American actor, composer and director (born 1946)

John Rubinstein (born December 8, 1946) is an American actor, composer and director.

==Early life==
Rubinstein is the son of Polish parents. His mother, Aniela (née Młynarska), a dancer and writer, was a Roman Catholic native of Warsaw, the daughter of conductor Emil Młynarski. His father was Polish-Jewish concert pianist Arthur Rubinstein. He attended El Rodeo Public School in Beverly Hills (K–2), Cours La Cascade in Paris, France (1954), and St. Bernard's School (3–8) and Collegiate School (New York City) (9–12) in New York City. He studied theater and music at the University of California, Los Angeles (1964–1967), and later composition at the Juilliard School in New York.

==Career==
=== Theater ===
Rubinstein made his Broadway acting debut in 1972 and received a Theatre World Award for creating the title role in the musical Pippin, directed by Bob Fosse.

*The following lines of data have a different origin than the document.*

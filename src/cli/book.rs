//! Book CLI commands
//!
//! Implements CLI commands for catalog entries.

use clap::Subcommand;

use crate::display::format_lines;
use crate::error::{ShelfError, ShelfResult};
use crate::models::Book;
use crate::services::{BookAdded, Catalog};

use super::{parse_copies, validate_field};

/// Book subcommands
#[derive(Subcommand)]
pub enum BookCommands {
    /// Add a book, or add copies to an existing book id
    Add {
        /// Book ID
        id: String,
        /// Title
        title: String,
        /// Author
        author: String,
        /// Number of copies to put on the shelf
        #[arg(allow_hyphen_values = true)]
        copies: String,
    },
    /// List all books
    List,
    /// Search books by author (case-insensitive exact match)
    Search {
        /// Author name
        #[arg(short, long)]
        author: String,
    },
    /// Show the most borrowed book
    Top,
}

/// Handle a book command
pub fn handle_book_command(catalog: &mut Catalog, cmd: BookCommands) -> ShelfResult<()> {
    match cmd {
        BookCommands::Add {
            id,
            title,
            author,
            copies,
        } => {
            validate_field("Book ID", &id)?;
            validate_field("Title", &title)?;
            validate_field("Author", &author)?;
            if id.contains(';') {
                return Err(ShelfError::Validation(
                    "Book ID cannot contain ';'".into(),
                ));
            }
            let copies = parse_copies(&copies)?;

            match catalog.add_book(Book::new(id.trim(), title.trim(), author.trim(), copies))? {
                BookAdded::Added => println!("Book added successfully!"),
                BookAdded::Merged { available_copies } => println!(
                    "Book ID already exists; added {} copies (now {} available).",
                    copies, available_copies
                ),
            }
        }

        BookCommands::List => {
            print!(
                "{}",
                format_lines(&catalog.display_all_books(), "No books available.")
            );
        }

        BookCommands::Search { author } => {
            let lines: Vec<String> = catalog
                .search_by_author(author.trim())
                .into_iter()
                .map(Book::display)
                .collect();
            print!(
                "{}",
                format_lines(&lines, "No books found for the given author.")
            );
        }

        BookCommands::Top => match catalog.most_borrowed() {
            Some(book) => {
                println!("Most Borrowed Book:");
                println!("{}", book.display());
            }
            None => println!("No books in library."),
        },
    }

    Ok(())
}
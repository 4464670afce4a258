//! Configuration module for Shelf
//!
//! This module provides configuration management including:
//! - XDG-compliant path resolution
//! - Catalog file locations
//! - User settings persistence

pub mod paths;
pub mod settings;

pub use paths::{CatalogFiles, ShelfPaths};
pub use settings::Settings;
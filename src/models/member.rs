//! Member model
//!
//! A patron and the ids of the books they currently hold.

use std::collections::HashSet;
use std::fmt;

use crate::error::ShelfResult;

use super::book::Book;

/// A library member
#[derive(Debug, Clone, PartialEq, Eq)]
pub struct Member {
    /// Unique identifier
    pub id: String,

    /// Display name
    pub name: String,

    /// Borrowed book ids in the order they were borrowed
    borrowed: Vec<String>,

    /// Membership index over `borrowed`, kept in lockstep
    borrowed_index: HashSet<String>,
}

impl Member {
    /// Create a member with no loans
    pub fn new(id: impl Into<String>, name: impl Into<String>) -> Self {
        Self {
            id: id.into(),
            name: name.into(),
            borrowed: Vec::new(),
            borrowed_index: HashSet::new(),
        }
    }

    /// Create a member holding the given book ids
    ///
    /// Repeated ids are kept once, at their first position.
    pub fn with_borrowed<I, S>(id: impl Into<String>, name: impl Into<String>, ids: I) -> Self
    where
        I: IntoIterator<Item = S>,
        S: Into<String>,
    {
        let mut member = Self::new(id, name);
        for book_id in ids {
            member.insert_id(book_id.into());
        }
        member
    }

    /// Borrowed book ids, oldest loan first
    pub fn borrowed_ids(&self) -> &[String] {
        &self.borrowed
    }

    pub fn has_borrowed(&self, book_id: &str) -> bool {
        self.borrowed_index.contains(book_id)
    }

    /// Take one copy of `book`
    ///
    /// Returns `Ok(false)` when no copy is on the shelf or this member already
    /// holds the book. Neither the book nor the member change in that case.
    pub fn borrow(&mut self, book: &mut Book) -> ShelfResult<bool> {
        if !book.is_available() || self.has_borrowed(&book.id) {
            return Ok(false);
        }

        book.adjust_copies(-1)?;
        self.insert_id(book.id.clone());
        Ok(true)
    }

    /// Hand back a copy of `book`
    ///
    /// Returns `Ok(false)` when this member does not hold the book.
    pub fn return_book(&mut self, book: &mut Book) -> ShelfResult<bool> {
        if !self.has_borrowed(&book.id) {
            return Ok(false);
        }

        book.adjust_copies(1)?;
        self.remove_id(&book.id);
        Ok(true)
    }

    /// One-line summary for listings
    pub fn display(&self) -> String {
        self.to_string()
    }

    fn insert_id(&mut self, book_id: String) {
        if self.borrowed_index.insert(book_id.clone()) {
            self.borrowed.push(book_id);
        }
    }

    fn remove_id(&mut self, book_id: &str) {
        if self.borrowed_index.remove(book_id) {
            self.borrowed.retain(|id| id != book_id);
        }
    }
}

impl fmt::Display for Member {
    fn fmt(&self, f: &mut fmt::Formatter<'_>) -> fmt::Result {
        let borrowed = if self.borrowed.is_empty() {
            "None".to_string()
        } else {
            self.borrowed.join(", ")
        };
        write!(
            f,
            "Member ID: {} | Name: {} | Borrowed Book IDs: {}",
            self.id, self.name, borrowed
        )
    }
}

#[cfg(test)]
mod tests {
    use super::*;

    #[test]
    fn test_borrow_then_return_round_trip() {
        let mut member = Member::new("M1", "Alice");
        let mut book = Book::new("B1", "Dune", "Herbert", 2);

        assert!(member.borrow(&mut book).unwrap());
        assert_eq!(book.available_copies(), 1);
        assert_eq!(member.borrowed_ids(), ["B1".to_string()]);

        assert!(member.return_book(&mut book).unwrap());
        assert_eq!(book.available_copies(), 2);
        assert!(member.borrowed_ids().is_empty());
        assert!(!member.has_borrowed("B1"));
    }

    #[test]
    fn test_borrow_twice_rejected_without_change() {
        let mut member = Member::new("M1", "Alice");
        let mut book = Book::new("B1", "Dune", "Herbert", 2);

        assert!(member.borrow(&mut book).unwrap());
        let before = (book.clone(), member.clone());

        assert!(!member.borrow(&mut book).unwrap());
        assert_eq!((book, member), before);
    }

    #[test]
    fn test_borrow_with_no_copies_rejected() {
        let mut member = Member::new("M1", "Alice");
        let mut book = Book::new("B1", "Dune", "Herbert", 0);

        assert!(!member.borrow(&mut book).unwrap());
        assert_eq!(book.available_copies(), 0);
        assert!(member.borrowed_ids().is_empty());
    }

    #[test]
    fn test_return_not_borrowed_rejected() {
        let mut member = Member::new("M1", "Alice");
        let mut book = Book::new("B1", "Dune", "Herbert", 1);

        assert!(!member.return_book(&mut book).unwrap());
        assert_eq!(book.available_copies(), 1);
    }

    #[test]
    fn test_with_borrowed_dedups_and_keeps_order() {
        let member = Member::with_borrowed("M1", "Alice", ["B2", "B1", "B2"]);
        assert_eq!(member.borrowed_ids(), ["B2".to_string(), "B1".to_string()]);
        assert!(member.has_borrowed("B1"));
    }

    #[test]
    fn test_display() {
        let member = Member::new("M1", "Alice");
        assert_eq!(
            member.display(),
            "Member ID: M1 | Name: Alice | Borrowed Book IDs: None"
        );

        let member = Member::with_borrowed("M2", "Bob", ["B1", "B3"]);
        assert_eq!(
            member.to_string(),
            "Member ID: M2 | Name: Bob | Borrowed Book IDs: B1, B3"
        );
    }
}
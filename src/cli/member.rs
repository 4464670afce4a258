//! Member CLI commands

use clap::Subcommand;

use crate::display::format_lines;
use crate::error::ShelfResult;
use crate::models::Member;
use crate::services::Catalog;

use super::validate_field;

/// Member subcommands
#[derive(Subcommand)]
pub enum MemberCommands {
    /// Register a new member
    Add {
        /// Member ID
        id: String,
        /// Member name
        name: String,
    },
    /// List all members
    List,
}

/// Handle a member command
pub fn handle_member_command(catalog: &mut Catalog, cmd: MemberCommands) -> ShelfResult<()> {
    match cmd {
        MemberCommands::Add { id, name } => {
            validate_field("Member ID", &id)?;
            validate_field("Name", &name)?;

            if catalog.add_member(Member::new(id.trim(), name.trim()))? {
                println!("Member added successfully!");
            } else {
                println!("Member ID {} is already registered; nothing changed.", id.trim());
            }
        }

        MemberCommands::List => {
            print!(
                "{}",
                format_lines(&catalog.display_all_members(), "No members available.")
            );
        }
    }

    Ok(())
}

In 1980 he won the Tony, Drama Desk, Los Angeles Drama Critics Circle, and Drama-Logue Awards for his portrayal of James Leeds in Mark Medoff's Children of a Lesser God, directed by Gordon Davidson.

Other Broadway appearances were in Neil Simon's Fools, directed by Mike Nichols, and Herman Wouk's The Caine Mutiny Court-Martial, which earned him a Drama Desk nomination; he replaced William Hurt as Eddie in David Rabe's Hurlyburly, replaced David Dukes in David Henry Hwang's M. Butterfly, and starred in Getting Away with Murder, by Stephen Sondheim and George Furth, directed by Jack O'Brien, and Ragtime, by Terrence McNally, Stephen Flaherty, and Lynn Ahrens. In 2014, he joined the Broadway cast of the hit revival of Pippin, directed by Diane Paulus, this time playing Pippin's father, Charlemagne; and subsequently repeated that role on the national tour throughout the United States and Japan in 2014–15.

In 2016, it was announced that Rubinstein would join fellow Tony-winner Christian Borle in Charlie and the Chocolate Factory as Grandpa Joe, directed by Jack O'Brien.

In 2023 he starred in the one man biographical show Eisenhower: This Piece of Ground debuting Off-Broadway at the St. Clemens Theatre in New York City and subsequently touring around the US. The show portrays the former president at his home in retirement, working on his second autobiography, reminiscing about his life and musing about his popularity and how he will be remembered.

He taught a course in musical theater audition techniques at the University of Southern California, and directed their spring musicals.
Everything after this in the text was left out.